Despite already being scientifically described by John Edward Gray in 1842, the Bhutan giant flying squirrel (Petaurista nobilis) has often been confused with the Hodgson's giant flying squirrel, which is found in the same general region. In 1863, Edward Blyth considered the Bhutan giant flying squirrel as a synonym of the Hodgson's giant flying squirrel. Many—but not all—later sources followed this and William Thomas Blanford considered the two as seasonal variants of one species, with the Bhutan giant flying squirrel being the "summer form" and the Hodgson's giant flying squirrel being the "winter form". This was repeated by others, even authorities with access to museum specimens showing that neither colour pattern is restricted to a specific season. The situation was further confused by mislabeled museum specimens, including a misidentified Bhutan giant flying squirrel that was recognised as a paratype for the Hodgson's giant flying squirrel in 1918. This confusion was the source of the incorrect reports of "Hodgson's giant flying squirrels" with a light stripe along the mid-back, a claim sometimes still repeated based on the original misunderstanding by Blanford. Only in the late 1970s and early 1980s was it firmly established that the two species differ both in their colour patterns and size. In addition to its larger average size (although its tail may be shorter) and differences in the skull, the Bhutan giant flying squirrel has flanks that are roughly the same colour as the shoulder patches, it often—but not always—has a light stripe along the mid-back, and it often—but not always—has a distinct pale fulvous or orange–buff band/patch on the crown (making the dark top of the head appear rather like a bandit mask).

==Behaviour==
Hodgson's giant flying squirrel is a nocturnal species.

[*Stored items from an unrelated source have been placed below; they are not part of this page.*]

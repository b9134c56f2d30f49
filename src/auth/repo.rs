use sqlx::SqliteConnection;

use crate::auth::repo_types::{NewUser, User};

pub async fn find_by_username(
    conn: &mut SqliteConnection,
    username: &str,
) -> sqlx::Result<Option<User>> {
    sqlx::query_as::<_, User>(
        r#"
        SELECT id, username, email, password_hash, admin
        FROM users
        WHERE username = ?
        "#,
    )
    .bind(username)
    .fetch_optional(conn)
    .await
}

pub async fn find_by_id(conn: &mut SqliteConnection, id: i64) -> sqlx::Result<Option<User>> {
    sqlx::query_as::<_, User>(
        r#"
        SELECT id, username, email, password_hash, admin
        FROM users
        WHERE id = ?
        "#,
    )
    .bind(id)
    .fetch_optional(conn)
    .await
}

/// All users in id order, as written to a backup.
pub async fn list_users(conn: &mut SqliteConnection) -> sqlx::Result<Vec<User>> {
    sqlx::query_as::<_, User>(
        r#"
        SELECT id, username, email, password_hash, admin
        FROM users
        ORDER BY id
        "#,
    )
    .fetch_all(conn)
    .await
}

pub async fn count_users(conn: &mut SqliteConnection) -> sqlx::Result<i64> {
    sqlx::query_scalar("SELECT COUNT(*) FROM users")
        .fetch_one(conn)
        .await
}

pub async fn insert_user(conn: &mut SqliteConnection, user: &NewUser) -> sqlx::Result<User> {
    sqlx::query_as::<_, User>(
        r#"
        INSERT INTO users (username, email, password_hash, admin)
        VALUES (?, ?, ?, ?)
        RETURNING id, username, email, password_hash, admin
        "#,
    )
    .bind(&user.username)
    .bind(&user.email)
    .bind(&user.password_hash)
    .bind(user.admin)
    .fetch_one(conn)
    .await
}
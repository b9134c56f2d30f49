//! Raw request bodies and their validation into typed commands.
//!
//! Every form is deserialized with all fields optional so that missing or
//! malformed values are reported per field instead of as a body rejection.
//! `validate` either returns an immutable command or an
//! [`AppError::Validation`] carrying every problem found.

use chrono::{DateTime, NaiveDate, NaiveDateTime, NaiveTime, TimeZone, Utc};
use chrono_tz::Tz;
use serde::Deserialize;
use serde_json::Value;

use crate::error::{AppError, ValidationErrors};
use crate::projects::repo_types::DEFAULT_PROJECT_ID;
use crate::sessions::repo_types::{Level, TimeWindow};

pub const REQUIRED: &str = "This field is required.";
const MAX_NAME_LEN: usize = 120;

/// Separator between skill names in a session form.
pub const SKILL_SEPARATOR: char = ',';
/// Separator between skill names inside one backup cell.
pub const BACKUP_SKILL_SEPARATOR: char = '|';

// ---- shared field helpers ----

fn blank_to_none(value: &Option<String>) -> Option<&str> {
    value.as_deref().map(str::trim).filter(|s| !s.is_empty())
}

fn required_name(errors: &mut ValidationErrors, field: &'static str, value: &Option<String>) -> String {
    match blank_to_none(value) {
        None => {
            errors.add(field, REQUIRED);
            String::new()
        }
        Some(v) if v.chars().count() > MAX_NAME_LEN => {
            errors.add(
                field,
                format!("Field cannot be longer than {MAX_NAME_LEN} characters."),
            );
            String::new()
        }
        Some(v) => v.to_string(),
    }
}

fn optional_text(value: &Option<String>) -> Option<String> {
    blank_to_none(value).map(str::to_string)
}

fn parse_time_of_day(s: &str) -> Option<NaiveTime> {
    NaiveTime::parse_from_str(s, "%H:%M")
        .or_else(|_| NaiveTime::parse_from_str(s, "%H:%M:%S"))
        .ok()
}

/// Local midnight of `date` in `tz`, as UTC.
fn local_date_to_utc(date: NaiveDate, tz: Tz) -> Option<DateTime<Utc>> {
    tz.from_local_datetime(&NaiveDateTime::new(date, NaiveTime::MIN))
        .earliest()
        .map(|dt| dt.with_timezone(&Utc))
}

fn parse_duration(value: &Value) -> Result<i64, &'static str> {
    let minutes = match value {
        Value::Number(n) => n.as_i64().ok_or("Not a valid integer value.")?,
        Value::String(s) => s.trim().parse::<i64>().map_err(|_| "Not a valid integer value.")?,
        _ => return Err("Not a valid integer value."),
    };
    if minutes <= 0 {
        return Err("Duration must be a positive number of minutes.");
    }
    Ok(minutes)
}

// ---- skills ----

/// Trimmed, non-empty, de-duplicated skill names in first-seen order.
#[derive(Debug, Clone, Default, PartialEq, Eq)]
pub struct SkillList(Vec<String>);

impl SkillList {
    pub fn parse(raw: &str, separator: char) -> Self {
        let mut names: Vec<String> = Vec::new();
        for token in raw.split(separator).map(str::trim).filter(|t| !t.is_empty()) {
            if !names.iter().any(|n| n == token) {
                names.push(token.to_string());
            }
        }
        Self(names)
    }

    pub fn names(&self) -> &[String] {
        &self.0
    }

    pub fn is_empty(&self) -> bool {
        self.0.is_empty()
    }
}

// ---- sessions ----

#[derive(Debug, Default, Deserialize)]
#[serde(default)]
pub struct ProjectChoice {
    pub new_project: Option<String>,
    pub old_project: Option<i64>,
}

/// Untrusted session input as posted by a client.
#[derive(Debug, Default, Deserialize)]
#[serde(default)]
pub struct SessionForm {
    pub name: Option<String>,
    /// Minutes, as a JSON number or a numeric string.
    pub duration: Option<Value>,
    pub level: Option<String>,
    pub explanation: Option<String>,
    /// IANA zone the dates below are expressed in.
    pub timezone: Option<String>,
    pub project: ProjectChoice,
    /// `YYYY-MM-DD`
    pub created: Option<String>,
    /// `YYYY-MM-DD`
    pub edited: Option<String>,
    /// `HH:MM`
    pub starttime: Option<String>,
    /// `HH:MM`
    pub endtime: Option<String>,
    pub private: bool,
    /// Comma separated skill names.
    pub skills: Option<String>,
}

#[derive(Debug, Clone, PartialEq, Eq)]
pub enum ProjectSelector {
    New(String),
    Existing(i64),
}

#[derive(Debug, Clone, PartialEq)]
pub struct SessionFields {
    pub name: String,
    pub duration: i64,
    pub level: Level,
    pub explanation: Option<String>,
    pub created: Option<DateTime<Utc>>,
    pub edited: Option<DateTime<Utc>>,
    pub window: Option<TimeWindow>,
    pub private: bool,
}

/// Validated input for creating or updating a session.
#[derive(Debug, Clone, PartialEq)]
pub struct SessionCommand {
    pub fields: SessionFields,
    pub project: ProjectSelector,
    pub skills: SkillList,
}

impl SessionForm {
    pub fn validate(&self) -> Result<SessionCommand, AppError> {
        let mut errors = ValidationErrors::new();

        let name = required_name(&mut errors, "name", &self.name);

        let duration = match &self.duration {
            None | Some(Value::Null) => {
                errors.add("duration", REQUIRED);
                0
            }
            Some(Value::String(s)) if s.trim().is_empty() => {
                errors.add("duration", REQUIRED);
                0
            }
            Some(v) => parse_duration(v).unwrap_or_else(|m| {
                errors.add("duration", m);
                0
            }),
        };

        let level = match blank_to_none(&self.level) {
            None => {
                errors.add("level", REQUIRED);
                None
            }
            Some(l) => l.parse::<Level>().map_err(|_| errors.add("level", "Not a valid choice.")).ok(),
        };

        let tz = match blank_to_none(&self.timezone) {
            None => {
                errors.add("timezone", REQUIRED);
                None
            }
            Some(z) => z.parse::<Tz>().map_err(|_| errors.add("timezone", "Not a valid choice.")).ok(),
        };

        let mut date_field = |field: &'static str, value: &Option<String>| -> Option<DateTime<Utc>> {
            let raw = blank_to_none(value)?;
            let Ok(date) = NaiveDate::parse_from_str(raw, "%Y-%m-%d") else {
                errors.add(field, "Not a valid date value.");
                return None;
            };
            // without a zone the date cannot be placed; the timezone error is already recorded
            let tz = tz?;
            local_date_to_utc(date, tz).or_else(|| {
                errors.add(field, "Date does not exist in the selected timezone.");
                None
            })
        };
        let created = date_field("created", &self.created);
        let edited = date_field("edited", &self.edited);

        let mut time_field = |field: &'static str, value: &Option<String>| -> Result<Option<NaiveTime>, ()> {
            match blank_to_none(value) {
                None => Ok(None),
                Some(raw) => parse_time_of_day(raw).map(Some).ok_or_else(|| {
                    errors.add(field, "Not a valid time value.");
                }),
            }
        };
        let start = time_field("starttime", &self.starttime);
        let end = time_field("endtime", &self.endtime);
        let window = match (start, end) {
            (Ok(start), Ok(end)) => TimeWindow::from_pair(start, end).unwrap_or_else(|m| {
                errors.add("endtime", m);
                None
            }),
            _ => None,
        };

        let skills = match blank_to_none(&self.skills) {
            None => {
                errors.add("skills", REQUIRED);
                SkillList::default()
            }
            Some(raw) => {
                let list = SkillList::parse(raw, SKILL_SEPARATOR);
                if list.is_empty() {
                    errors.add("skills", REQUIRED);
                }
                if list.names().iter().any(|n| n.contains(BACKUP_SKILL_SEPARATOR)) {
                    errors.add("skills", "Skill names cannot contain '|'.");
                }
                if list.names().iter().any(|n| n.chars().count() > MAX_NAME_LEN) {
                    errors.add(
                        "skills",
                        format!("Skill names cannot be longer than {MAX_NAME_LEN} characters."),
                    );
                }
                list
            }
        };

        let project = match blank_to_none(&self.project.new_project) {
            Some(new) if new.chars().count() > MAX_NAME_LEN => {
                errors.add(
                    "project",
                    format!("Field cannot be longer than {MAX_NAME_LEN} characters."),
                );
                ProjectSelector::Existing(DEFAULT_PROJECT_ID)
            }
            Some(new) => ProjectSelector::New(new.to_string()),
            None => ProjectSelector::Existing(self.project.old_project.unwrap_or(DEFAULT_PROJECT_ID)),
        };

        let (Some(level), true) = (level, errors.is_empty()) else {
            return Err(AppError::Validation(errors));
        };

        Ok(SessionCommand {
            fields: SessionFields {
                name,
                duration,
                level,
                explanation: optional_text(&self.explanation),
                created,
                edited,
                window,
                private: self.private,
            },
            project,
            skills,
        })
    }
}

// ---- projects ----

#[derive(Debug, Default, Deserialize)]
#[serde(default)]
pub struct ProjectForm {
    pub name: Option<String>,
}

#[derive(Debug, Clone, PartialEq, Eq)]
pub struct ProjectCommand {
    pub name: String,
}

impl ProjectForm {
    pub fn validate(&self) -> Result<ProjectCommand, AppError> {
        let mut errors = ValidationErrors::new();
        let name = required_name(&mut errors, "name", &self.name);
        errors.into_result(ProjectCommand { name })
    }
}

// ---- skills ----

#[derive(Debug, Default, Deserialize)]
#[serde(default)]
pub struct SkillForm {
    pub name: Option<String>,
    pub explanation: Option<String>,
}

#[derive(Debug, Clone, PartialEq, Eq)]
pub struct SkillCommand {
    pub name: String,
    pub explanation: Option<String>,
}

impl SkillForm {
    pub fn validate(&self) -> Result<SkillCommand, AppError> {
        let mut errors = ValidationErrors::new();
        let name = required_name(&mut errors, "name", &self.name);
        if name.contains(SKILL_SEPARATOR) || name.contains(BACKUP_SKILL_SEPARATOR) {
            errors.add("name", "Skill names cannot contain ',' or '|'.");
        }
        errors.into_result(SkillCommand {
            name,
            explanation: optional_text(&self.explanation),
        })
    }
}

At dusk its booming calls can be heard as it emerges from its daytime hiding place in the canopy. It then glides down from the treetops to the rhododendrons and bushes growing below; the glide may cover a distance of as much as 100 m and terminates with a short upward movement. This squirrel feeds on fruits (especially nuts, chestnuts and acorns), young leaves, buds, flowers, grass, tree resin and insects. It sleeps during the day in a tree hole 5-15 m above the ground, lined with soft vegetation and fur. Little is known of its reproductive behaviour, but pregnant females have been recorded in November. There is typically only one young in each litter (as typical of giant flying squirrels), occasionally two.

==Status==
The total number of Hodgson's giant flying squirrels is thought to be decreasing, but it is found in several protected areas and it is sufficiently widespread to be recognised as least concern by the IUCN. The primary threat is habitat loss and degradation. Secondary threats are hunting for bushmeat and its pelt, and capture for the local pet trade. Captives are generally short-lived. Free-ranging dogs sometimes kill Hodgson's giant flying squirrels.